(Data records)

══════════════════════════════

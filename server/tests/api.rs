use std::sync::Arc;

use cinasweeper_common::{
    models::{Cell, GameMode, Move, Outcome},
    protocol::{BoardView, ErrorBody, GameView, MoveResponse},
};
use cinasweeper_server::{
    auth::{TokenTable, Verifier},
    config::Settings,
    store::{GameStore, MemoryStore},
};
use rocket::{
    http::{ContentType, Header, Status},
    local::asynchronous::{Client, LocalResponse},
};

async fn setup() -> (Client, Arc<MemoryStore>) {
    let settings = Settings {
        games_per_minute: 3,
        tokens: vec![
            ("tok-alice".to_string(), "alice".to_string()),
            ("tok-bob".to_string(), "bob".to_string()),
        ],
        ..Settings::default()
    };
    let store = Arc::new(MemoryStore::new());
    let verifier: Verifier = Arc::new(TokenTable::new(settings.tokens.clone()));
    let rocket = cinasweeper_server::build(settings, store.clone(), verifier).unwrap();
    (Client::tracked(rocket).await.unwrap(), store)
}

fn bearer(token: &str) -> Header<'static> {
    Header::new("Authorization", format!("Bearer {token}"))
}

async fn create<'c>(client: &'c Client, token: &str, mode: GameMode) -> LocalResponse<'c> {
    let body = format!(r#"{{"mode":{}}}"#, serde_json::to_string(&mode).unwrap());
    client
        .post("/games")
        .header(ContentType::JSON)
        .header(bearer(token))
        .body(body)
        .dispatch()
        .await
}

async fn play<'c>(client: &'c Client, token: &str, id: &str, mv: Move) -> LocalResponse<'c> {
    client
        .post(format!("/games/{id}/moves"))
        .header(ContentType::JSON)
        .header(bearer(token))
        .body(serde_json::to_string(&mv).unwrap())
        .dispatch()
        .await
}

async fn claim<'c>(client: &'c Client, token: &str, id: &str) -> LocalResponse<'c> {
    client
        .put(format!("/games/{id}"))
        .header(bearer(token))
        .dispatch()
        .await
}

#[rocket::async_test]
async fn requests_without_a_valid_token_are_rejected() {
    let (client, _) = setup().await;

    let response = client
        .post("/games")
        .header(ContentType::JSON)
        .body(r#"{"mode":"singleplayer"}"#)
        .dispatch()
        .await;
    assert_eq!(response.status(), Status::Unauthorized);
    assert_eq!(response.content_type(), Some(ContentType::JSON));
    let body: ErrorBody = response.into_json().await.unwrap();
    assert!(!body.error.is_empty());

    let response = create(&client, "forged", GameMode::Singleplayer).await;
    assert_eq!(response.status(), Status::Unauthorized);
    assert!(response.into_json::<ErrorBody>().await.is_some());
}

#[rocket::async_test]
async fn unknown_routes_answer_with_json_errors() {
    let (client, _) = setup().await;

    let response = client.get("/nowhere").dispatch().await;
    assert_eq!(response.status(), Status::NotFound);
    assert!(response.into_json::<ErrorBody>().await.is_some());
}

#[rocket::async_test]
async fn solo_game_played_to_a_win() {
    let (client, store) = setup().await;

    let response = create(&client, "tok-alice", GameMode::Singleplayer).await;
    assert_eq!(response.status(), Status::Ok);
    let game: GameView = response.into_json().await.unwrap();
    assert_eq!(game.owner.as_deref(), Some("alice"));
    assert!(game.started);

    let response = client.get(format!("/games/{}/state", game.id)).dispatch().await;
    let board: BoardView = response.into_json().await.unwrap();
    assert!(board.cells.iter().flatten().all(|cell| *cell == Cell::Hidden));

    let response = play(&client, "tok-alice", &game.id, Move::reveal(6, 9)).await;
    assert_eq!(response.status(), Status::Ok);
    let first: MoveResponse = response.into_json().await.unwrap();
    assert!(first.board.cells[6][9].is_revealed());
    assert!(first.board.mine_positions.is_none());

    let state = store.get_game_state(&game.id).await.unwrap();
    let mines: Vec<_> = state.field.unwrap().mines.positions().iter().copied().collect();

    let mut last = None;
    for mine in mines {
        let response = play(&client, "tok-alice", &game.id, Move::flag(mine.x as i64, mine.y as i64)).await;
        assert_eq!(response.status(), Status::Ok);
        last = Some(response.into_json::<MoveResponse>().await.unwrap());
    }

    let last = last.unwrap();
    assert_eq!(last.outcome, Outcome::Won);
    assert!(last.game.ended);
    assert!(last.game.score > 0);
    assert_eq!(last.board.mine_positions.map(|mines| mines.len()), Some(56));

    let response = play(&client, "tok-alice", &game.id, Move::reveal(0, 0)).await;
    assert_eq!(response.status(), Status::Conflict);

    let response = client.get("/leaderboard").dispatch().await;
    let top: Vec<GameView> = response.into_json().await.unwrap();
    assert_eq!(top.len(), 1);
    assert_eq!(top[0].id, game.id);

    let response = client.get("/games").header(bearer("tok-alice")).dispatch().await;
    let mine: Vec<GameView> = response.into_json().await.unwrap();
    assert_eq!(mine.len(), 1);
}

#[rocket::async_test]
async fn one_v_one_waits_for_a_second_player() {
    let (client, _) = setup().await;

    let seat: GameView = create(&client, "tok-alice", GameMode::OneVOne)
        .await
        .into_json()
        .await
        .unwrap();
    assert!(!seat.started);
    let rival_id = seat.opponent_id.clone().unwrap();

    let response = play(&client, "tok-alice", &seat.id, Move::reveal(0, 0)).await;
    assert_eq!(response.status().code, 425);

    let response = claim(&client, "tok-alice", &rival_id).await;
    assert_eq!(response.status(), Status::BadRequest);
    let body: ErrorBody = response.into_json().await.unwrap();
    assert!(body.error.contains("same user"));

    let response = claim(&client, "tok-bob", &rival_id).await;
    assert_eq!(response.status(), Status::Ok);
    let rival: GameView = response.into_json().await.unwrap();
    assert_eq!(rival.owner.as_deref(), Some("bob"));
    assert!(rival.started);

    let response = claim(&client, "tok-alice", &rival_id).await;
    assert_eq!(response.status(), Status::Ok);
    let unchanged: GameView = response.into_json().await.unwrap();
    assert_eq!(unchanged.owner.as_deref(), Some("bob"));

    let response = play(&client, "tok-alice", &seat.id, Move::reveal(0, 0)).await;
    assert_eq!(response.status(), Status::Ok);
    let response = play(&client, "tok-bob", &seat.id, Move::reveal(1, 1)).await;
    assert_eq!(response.status(), Status::Forbidden);
}

#[rocket::async_test]
async fn errors_map_to_statuses() {
    let (client, _) = setup().await;

    let response = client.get("/games/missing").dispatch().await;
    assert_eq!(response.status(), Status::NotFound);

    let game: GameView = create(&client, "tok-alice", GameMode::Singleplayer)
        .await
        .into_json()
        .await
        .unwrap();
    play(&client, "tok-alice", &game.id, Move::reveal(6, 9)).await;

    let response = play(&client, "tok-alice", &game.id, Move::flag(6, 9)).await;
    assert_eq!(response.status(), Status::BadRequest);
}

#[rocket::async_test]
async fn game_creation_is_rate_limited_per_user() {
    let (client, _) = setup().await;

    for _ in 0..3 {
        let response = create(&client, "tok-alice", GameMode::Singleplayer).await;
        assert_eq!(response.status(), Status::Ok);
    }
    let response = create(&client, "tok-alice", GameMode::Singleplayer).await;
    assert_eq!(response.status(), Status::TooManyRequests);

    let response = create(&client, "tok-bob", GameMode::Singleplayer).await;
    assert_eq!(response.status(), Status::Ok);
}
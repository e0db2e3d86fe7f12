use std::sync::Arc;

use chrono::{DateTime, Utc};
use cinasweeper_common::models::GameMode;
use tracing::{debug, info, instrument, warn};

use crate::{
    data::{Game, UserRef},
    error::{GameError, Result},
    logic::machine,
    store::GameStore,
};

/// Links the two seats of a 1v1 game.
#[derive(Clone)]
pub struct PairingManager {
    store: Arc<dyn GameStore>,
    retry_limit: usize,
}

impl PairingManager {
    pub fn new(store: Arc<dyn GameStore>, retry_limit: usize) -> Self {
        Self { store, retry_limit }
    }

    /// Creates the owner's seat plus an unowned opponent seat pointing back at
    /// it, and returns the owner's seat.
    #[instrument(level = "trace", skip(self, owner))]
    pub async fn create_pair(&self, owner: Option<UserRef>) -> Result<Game> {
        let mut seat = self.store.create_game(owner, GameMode::OneVOne, None).await?;
        let rival = self
            .store
            .create_game(None, GameMode::OneVOne, Some(seat.id.clone()))
            .await?;

        seat.opponent_id = Some(rival.id.clone());
        seat.revision = self.store.save_game(&seat).await?;

        info!("Paired games {} and {}", seat.id, rival.id);
        Ok(seat)
    }

    /// Loads the other seat of a paired game, if it has one.
    pub async fn opponent_of(&self, game: &Game) -> Result<Option<Game>> {
        match &game.opponent_id {
            Some(opponent_id) => Ok(Some(self.store.get_game(opponent_id).await?)),
            None => Ok(None),
        }
    }

    /// Persists a seat started by a claim on the other seat. A concurrent
    /// write to the seat (usually its own claim) is resolved by reloading and
    /// starting it again, which keeps any owner that was set meanwhile.
    pub async fn commit_opponent(&self, mut opponent: Game, now: DateTime<Utc>) -> Result<Game> {
        let mut attempt = 0;
        loop {
            let saved = self.store.save_game(&opponent).await;
            match saved {
                Ok(revision) => {
                    opponent.revision = revision;
                    debug!("Opponent seat {} started", opponent.id);
                    return Ok(opponent);
                }
                Err(error) => {
                    let error = GameError::from(error);
                    if !matches!(error, GameError::Conflict(_)) || attempt >= self.retry_limit {
                        return Err(error);
                    }
                }
            }

            attempt += 1;
            warn!(
                "Opponent seat {} changed concurrently, retry {}",
                opponent.id, attempt
            );
            opponent = self.store.get_game(&opponent.id).await?;
            if !machine::start(&mut opponent, now) {
                return Ok(opponent);
            }
        }
    }
}
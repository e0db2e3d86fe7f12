use chrono::{DateTime, Utc};
use serde::{Deserialize, Serialize};

use crate::models::{Cell, GameMode, Outcome, Pos};

#[derive(Debug, Deserialize, Serialize, Default)]
#[serde(default)]
pub struct CreateGameRequest {
    pub mode: GameMode,
}

/// Client-facing shape of a game record.
#[derive(Debug, Clone, Deserialize, Serialize, PartialEq)]
pub struct GameView {
    pub id: String,
    pub owner: Option<String>,
    pub started: bool,
    pub started_time: DateTime<Utc>,
    pub mode: GameMode,
    pub opponent_id: Option<String>,
    pub score: u32,
    pub ended: bool,
}

/// Client-facing shape of a board. `cells` is indexed `[x][y]`.
///
/// `mines` is only present once the game has ended.
#[derive(Debug, Clone, Deserialize, Serialize, PartialEq)]
pub struct BoardView {
    pub height: usize,
    pub width: usize,
    pub mines: usize,
    pub cells: Vec<Vec<Cell>>,
    #[serde(skip_serializing_if = "Option::is_none", default)]
    pub mine_positions: Option<Vec<Pos>>,
}

#[derive(Debug, Clone, Deserialize, Serialize, PartialEq)]
pub struct MoveResponse {
    pub outcome: Outcome,
    pub game: GameView,
    pub board: BoardView,
}

#[derive(Debug, Deserialize, Serialize)]
pub struct ErrorBody {
    pub error: String,
}
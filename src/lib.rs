//! # vanity-safe
//!
//! Safe (smart account) vanity address search. Varies the deployment
//! `saltNonce` until the CREATE2-derived proxy address starts with a
//! chosen hex prefix, then emits the `createProxyWithNonce` transaction
//! that deploys the Safe at that address.
//!
//! Uses the same formula as `SafeProxyFactory`:
//! salt = keccak256(keccak256(initializer) || saltNonce), then
//! address = keccak256(0xff || factory || salt || initCodeHash)[12..32].

pub mod abi;
pub mod chain;
pub mod config;
pub mod crypto;
pub mod matcher;
pub mod message;
pub mod safe;
pub mod worker;

pub use chain::Chain;
pub use config::{ConfigError, Configuration, SafeToL2Setup};
pub use matcher::{Address, Prefix, PrefixError};
pub use safe::{Creation, Deployment, Transaction};
pub use worker::{CancelToken, SearchError, SearchWorker};
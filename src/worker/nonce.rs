//! Candidate salt nonce generation.

use rand::RngCore;

/// A lazy, effectively unbounded stream of 32-byte salt nonces.
///
/// Starts at a random point in the 256-bit space and increments as a
/// big-endian counter, so draws are distinct within a run without
/// per-iteration RNG cost. Independent streams start far apart with
/// overwhelming probability, letting parallel workers scan disjoint
/// regions.
pub struct NonceStream {
    next: [u8; 32],
}

impl NonceStream {
    /// Creates a stream seeded from the thread-local RNG.
    pub fn new() -> Self {
        let mut next = [0u8; 32];
        rand::thread_rng().fill_bytes(&mut next);
        Self { next }
    }

    /// Creates a stream starting at a fixed nonce.
    pub fn starting_at(next: [u8; 32]) -> Self {
        Self { next }
    }

    /// Draws the next nonce.
    #[inline]
    pub fn draw(&mut self) -> [u8; 32] {
        let nonce = self.next;
        increment(&mut self.next);
        nonce
    }
}

impl Default for NonceStream {
    fn default() -> Self {
        Self::new()
    }
}

/// Increment a 32-byte big-endian integer by 1 (with wrapping).
#[inline]
fn increment(nonce: &mut [u8; 32]) {
    for byte in nonce.iter_mut().rev() {
        let (val, overflow) = byte.overflowing_add(1);
        *byte = val;
        if !overflow {
            return;
        }
    }
}
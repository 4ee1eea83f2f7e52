//! Safe vanity address search CLI.
//!
//! Mines saltNonce until the CREATE2-derived Safe proxy address starts with
//! the requested prefix, then prints the deployment transaction.

use std::process;
use std::time::Duration;

use clap::Parser;

use vanity_safe::{
    message, Chain, Configuration, Creation, Prefix, SafeToL2Setup, SearchError, SearchWorker,
};

/// Safe Vanity Address Search
///
/// Searches for a saltNonce such that the Safe proxy deployed through
/// `createProxyWithNonce` lands on an address starting with the given
/// hex prefix.
#[derive(Parser, Debug)]
#[command(author, version, about, long_about = None)]
struct Args {
    /// Address prefix to search for (hex digits, with or without 0x)
    #[arg(short, long)]
    prefix: String,

    /// Chain to deploy on: a known alias (eth, base, arb1, ...) or a
    /// numeric chain ID. Unknown chains require --factory, --init-code
    /// and --singleton.
    #[arg(short, long, default_value_t = Chain::ethereum())]
    chain: Chain,

    /// Override for the SafeProxyFactory address
    #[arg(long)]
    factory: Option<String>,

    /// Override for the SafeProxy creation code (hex)
    #[arg(long)]
    init_code: Option<String>,

    /// Override for the Safe singleton implementation address
    #[arg(long)]
    singleton: Option<String>,

    /// Owner address (repeat for each owner; order matters)
    #[arg(short, long = "owner", required = true)]
    owners: Vec<String>,

    /// Signature threshold
    #[arg(short, long, default_value = "1")]
    threshold: usize,

    /// Override for the fallback handler address
    #[arg(long)]
    fallback_handler: Option<String>,

    /// SafeToL2Setup contract address (requires --l2-singleton)
    #[arg(long, requires = "l2_singleton")]
    safe_to_l2_setup: Option<String>,

    /// SafeL2 singleton address (requires --safe-to-l2-setup)
    #[arg(long, requires = "safe_to_l2_setup")]
    l2_singleton: Option<String>,

    /// Number of worker threads (default: number of CPU cores)
    #[arg(short, long)]
    workers: Option<usize>,

    /// Progress report interval in seconds
    #[arg(short = 'r', long, default_value = "5")]
    report_interval: u64,

    /// Print the result as JSON
    #[arg(long)]
    json: bool,
}

fn main() {
    tracing_subscriber::fmt()
        .with_env_filter(tracing_subscriber::EnvFilter::from_default_env())
        .with_writer(std::io::stderr)
        .init();

    let args = Args::parse();

    let (config, prefix) = match parse_search(&args) {
        Ok(parsed) => parsed,
        Err(e) => {
            eprintln!("Configuration error: {e}");
            process::exit(1);
        }
    };

    let num_workers = args.workers.unwrap_or_else(num_cpus::get);
    let worker = match SearchWorker::with_workers(&config, prefix.clone(), num_workers) {
        Ok(worker) => worker,
        Err(e) => {
            eprintln!("Configuration error: {e}");
            process::exit(1);
        }
    };

    if !args.json {
        println!("Safe Vanity Address Search");
        println!("==========================");
        println!("Chain:      {}", args.chain);
        println!("Prefix:     0x{}", prefix.as_str());
        println!("Difficulty: {}", prefix.difficulty_description());
        println!("Workers:    {}", worker.num_workers());
        println!();
        println!("Searching... (Press Ctrl+C to stop)\n");
    }

    let cancel = worker.cancel_token();
    ctrlc::set_handler(move || {
        cancel.cancel("interrupted");
    })
    .expect("set Ctrl-C handler");

    let report_interval = Duration::from_secs(args.report_interval.max(1));
    let outcome = loop {
        match worker.wait_timeout(report_interval) {
            Some(outcome) => break outcome,
            None => {
                if !args.json {
                    print_progress(&worker);
                }
            }
        }
    };

    match outcome {
        Ok(creation) => {
            if args.json {
                let creation = message::Creation::from(&creation);
                println!("{}", serde_json::to_string_pretty(&creation).expect("serialize"));
            } else {
                print_result(&creation);
                print_stats(&worker);
            }
        }
        Err(SearchError::Cancelled(reason)) => {
            if !args.json {
                println!("\nStopped: {reason}");
                print_stats(&worker);
            }
            process::exit(130);
        }
        Err(e) => {
            eprintln!("Search failed: {e}");
            process::exit(1);
        }
    }
}

fn parse_search(args: &Args) -> Result<(Configuration, Prefix), String> {
    let address = |s: &str, what: &str| {
        s.parse()
            .map_err(|e| format!("invalid {what} address: {e}"))
    };

    let setup = match (&args.safe_to_l2_setup, &args.l2_singleton) {
        (Some(setup), Some(l2)) => Some(SafeToL2Setup {
            address: address(setup, "SafeToL2Setup")?,
            singleton_l2: address(l2, "L2 singleton")?,
        }),
        _ => None,
    };

    // Chain presets fill in the contract set; explicit flags override.
    let preset = args.chain.contracts();
    let missing = |flag: &str| format!("unsupported chain {}: {flag} must be specified", args.chain);

    let proxy_factory = match &args.factory {
        Some(s) => address(s, "factory")?,
        None => preset.as_ref().ok_or_else(|| missing("--factory"))?.proxy_factory,
    };
    let proxy_init_code = match &args.init_code {
        Some(s) => hex::decode(s.strip_prefix("0x").unwrap_or(s))
            .map_err(|e| format!("invalid init code: {e}"))?,
        None => {
            preset
                .as_ref()
                .ok_or_else(|| missing("--init-code"))?
                .proxy_init_code
                .clone()
        }
    };
    let singleton = match &args.singleton {
        Some(s) => address(s, "singleton")?,
        None => preset.as_ref().ok_or_else(|| missing("--singleton"))?.singleton,
    };
    let fallback_handler = match &args.fallback_handler {
        Some(s) => Some(address(s, "fallback handler")?),
        None => preset.as_ref().map(|c| c.fallback_handler),
    };

    let config = Configuration {
        proxy_factory,
        proxy_init_code,
        singleton,
        owners: args
            .owners
            .iter()
            .map(|owner| address(owner, "owner"))
            .collect::<Result<_, _>>()?,
        threshold: args.threshold,
        fallback_handler,
        setup,
    };

    let prefix = Prefix::parse(&args.prefix).map_err(|e| e.to_string())?;
    Ok((config, prefix))
}

fn print_result(creation: &Creation) {
    println!("=== Match ===");
    println!("Address:      {}", creation.creation_address);
    println!("Salt nonce:   {}", creation.salt_nonce_hex());
    println!("Tx to:        {}", creation.transaction.to);
    println!("Tx calldata:  0x{}", hex::encode(&creation.transaction.calldata));
    println!();
}

fn print_progress(worker: &SearchWorker) {
    println!(
        "[{:>4}s] Tried {} salts ({}/s)",
        worker.elapsed().as_secs(),
        format_number(worker.total_salts()),
        format_number(worker.salts_per_second() as u64)
    );
}

fn print_stats(worker: &SearchWorker) {
    println!("--- Statistics ---");
    println!("Total salts:  {}", format_number(worker.total_salts()));
    println!("Elapsed:      {:.2}s", worker.elapsed().as_secs_f64());
    println!(
        "Speed:        {}/s",
        format_number(worker.salts_per_second() as u64)
    );
}

fn format_number(n: u64) -> String {
    if n >= 1_000_000_000 {
        format!("{:.2}B", n as f64 / 1e9)
    } else if n >= 1_000_000 {
        format!("{:.2}M", n as f64 / 1e6)
    } else if n >= 1_000 {
        format!("{:.2}K", n as f64 / 1e3)
    } else {
        n.to_string()
    }
}
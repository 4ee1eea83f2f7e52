//! Search workers: salt generation, the scan loop, and the per-run pool.

mod cpu;
mod nonce;
mod pool;

pub use cpu::{CpuWorker, WorkerStats};
pub use nonce::NonceStream;
pub use pool::{CancelToken, SearchWorker};

/// A search run's terminal failure.
#[derive(Debug, thiserror::Error)]
pub enum SearchError {
    /// The configuration failed validation before any search work began.
    #[error("invalid configuration: {0}")]
    InvalidConfiguration(#[from] crate::config::ConfigError),
    /// The run was cancelled externally.
    #[error("{0}")]
    Cancelled(String),
    /// The engine failed unexpectedly.
    #[error("internal error: {0}")]
    Internal(String),
}
//! Per-run worker pool with one-shot terminal outcome.

use std::sync::atomic::{AtomicBool, Ordering};
use std::sync::{Arc, Mutex};
use std::thread::{self, JoinHandle};
use std::time::{Duration, Instant};

use crossbeam_channel::{bounded, Receiver, RecvTimeoutError};
use tracing::{debug, info};

use crate::config::{ConfigError, Configuration};
use crate::matcher::Prefix;
use crate::safe::{Creation, Deployment};

use super::cpu::{CpuWorker, WorkerStats};
use super::SearchError;

/// Cooperative cancellation signal shared between a run's workers, its
/// owner, and external cancellers (e.g. a Ctrl-C handler).
#[derive(Clone, Default)]
pub struct CancelToken {
    raised: Arc<AtomicBool>,
    reason: Arc<Mutex<Option<String>>>,
}

impl CancelToken {
    /// Requests cancellation with the given reason. The first reason wins;
    /// later calls only keep the flag raised.
    pub fn cancel(&self, reason: impl Into<String>) {
        let mut slot = self.reason.lock().unwrap_or_else(|e| e.into_inner());
        if slot.is_none() {
            *slot = Some(reason.into());
        }
        drop(slot);
        self.raised.store(true, Ordering::Relaxed);
    }

    /// Raises the flag without recording a cancellation reason. Used by a
    /// matching worker to stop its siblings.
    pub(crate) fn raise(&self) {
        self.raised.store(true, Ordering::Relaxed);
    }

    #[inline]
    pub fn is_raised(&self) -> bool {
        self.raised.load(Ordering::Relaxed)
    }

    fn reason(&self) -> Option<String> {
        self.reason
            .lock()
            .unwrap_or_else(|e| e.into_inner())
            .clone()
    }
}

/// A running vanity search.
///
/// Owns a private pool of scanning threads. Produces exactly one terminal
/// outcome: the first `Creation` found, or an error on cancellation. The
/// threads are stopped and joined when the worker is dropped.
pub struct SearchWorker {
    handles: Option<Vec<JoinHandle<()>>>,
    result_rx: Receiver<(usize, Creation)>,
    cancel: CancelToken,
    stats: Arc<WorkerStats>,
    start_time: Instant,
    num_workers: usize,
}

impl SearchWorker {
    /// Starts a search with one scanning thread per CPU core.
    ///
    /// Validates the configuration synchronously: invalid input fails here
    /// and never spawns a thread.
    pub fn start(config: &Configuration, prefix: Prefix) -> Result<Self, ConfigError> {
        Self::with_workers(config, prefix, num_cpus::get())
    }

    /// Starts a search with an explicit number of scanning threads.
    pub fn with_workers(
        config: &Configuration,
        prefix: Prefix,
        num_workers: usize,
    ) -> Result<Self, ConfigError> {
        config.validate()?;
        let num_workers = num_workers.max(1);
        let deployment = Arc::new(Deployment::new(config));

        // bounded(1): the first successful send is the terminal outcome.
        let (result_tx, result_rx) = bounded(1);
        let cancel = CancelToken::default();
        let stats = Arc::new(WorkerStats::new());

        debug!(
            prefix = prefix.as_str(),
            workers = num_workers,
            difficulty = prefix.estimated_difficulty(),
            "starting vanity search"
        );

        let handles = (0..num_workers)
            .map(|id| {
                let worker = CpuWorker::new(
                    id,
                    deployment.clone(),
                    prefix.clone(),
                    result_tx.clone(),
                    cancel.clone(),
                    stats.clone(),
                );
                thread::Builder::new()
                    .name(format!("vanity-safe-worker-{id}"))
                    .spawn(move || worker.run())
                    .expect("spawn worker thread")
            })
            .collect();

        drop(result_tx);

        Ok(Self {
            handles: Some(handles),
            result_rx,
            cancel,
            stats,
            start_time: Instant::now(),
            num_workers,
        })
    }

    /// Blocks until the run terminates and returns its single outcome.
    pub fn wait(self) -> Result<Creation, SearchError> {
        loop {
            if let Some(outcome) = self.wait_timeout(Duration::from_secs(60)) {
                return outcome;
            }
        }
    }

    /// Waits up to `timeout` for the terminal outcome. Returns `None` while
    /// the search is still running.
    pub fn wait_timeout(&self, timeout: Duration) -> Option<Result<Creation, SearchError>> {
        match self.result_rx.recv_timeout(timeout) {
            Ok((worker_id, creation)) => {
                info!(
                    worker = worker_id,
                    address = %creation.creation_address,
                    salts = self.stats.total_salts(),
                    "found matching salt nonce"
                );
                Some(Ok(creation))
            }
            Err(RecvTimeoutError::Timeout) => None,
            // All senders dropped without a match: either an external
            // cancellation or the workers died.
            Err(RecvTimeoutError::Disconnected) => Some(Err(match self.cancel.reason() {
                Some(reason) => SearchError::Cancelled(reason),
                None => SearchError::Internal("search workers exited without a result".into()),
            })),
        }
    }

    /// Requests cancellation. A pending `wait` fails with the given reason
    /// (or a default). No-op if a match was already produced.
    pub fn cancel(&self, reason: Option<String>) {
        let reason = reason.unwrap_or_else(|| "search cancelled".to_string());
        debug!(reason = %reason, "cancelling vanity search");
        self.cancel.cancel(reason);
    }

    /// A token that cancels this run, usable from another thread or a
    /// signal handler.
    pub fn cancel_token(&self) -> CancelToken {
        self.cancel.clone()
    }

    pub fn is_cancelled(&self) -> bool {
        self.cancel.is_raised()
    }

    pub fn num_workers(&self) -> usize {
        self.num_workers
    }

    pub fn total_salts(&self) -> u64 {
        self.stats.total_salts()
    }

    pub fn elapsed(&self) -> Duration {
        self.start_time.elapsed()
    }

    pub fn salts_per_second(&self) -> f64 {
        let t = self.elapsed().as_secs_f64();
        if t > 0.0 {
            self.total_salts() as f64 / t
        } else {
            0.0
        }
    }
}

impl Drop for SearchWorker {
    fn drop(&mut self) {
        self.cancel.raise();
        if let Some(handles) = self.handles.take() {
            for handle in handles {
                let _ = handle.join();
            }
        }
    }
}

══════════════════════════════

> _Exercise instructions_:
Where a line of the records contains the word "CpuWorker", copy that line.

> _Final answer_:
pub use cpu::{CpuWorker, WorkerStats};
use super::cpu::{CpuWorker, WorkerStats};
                let worker = CpuWorker::new(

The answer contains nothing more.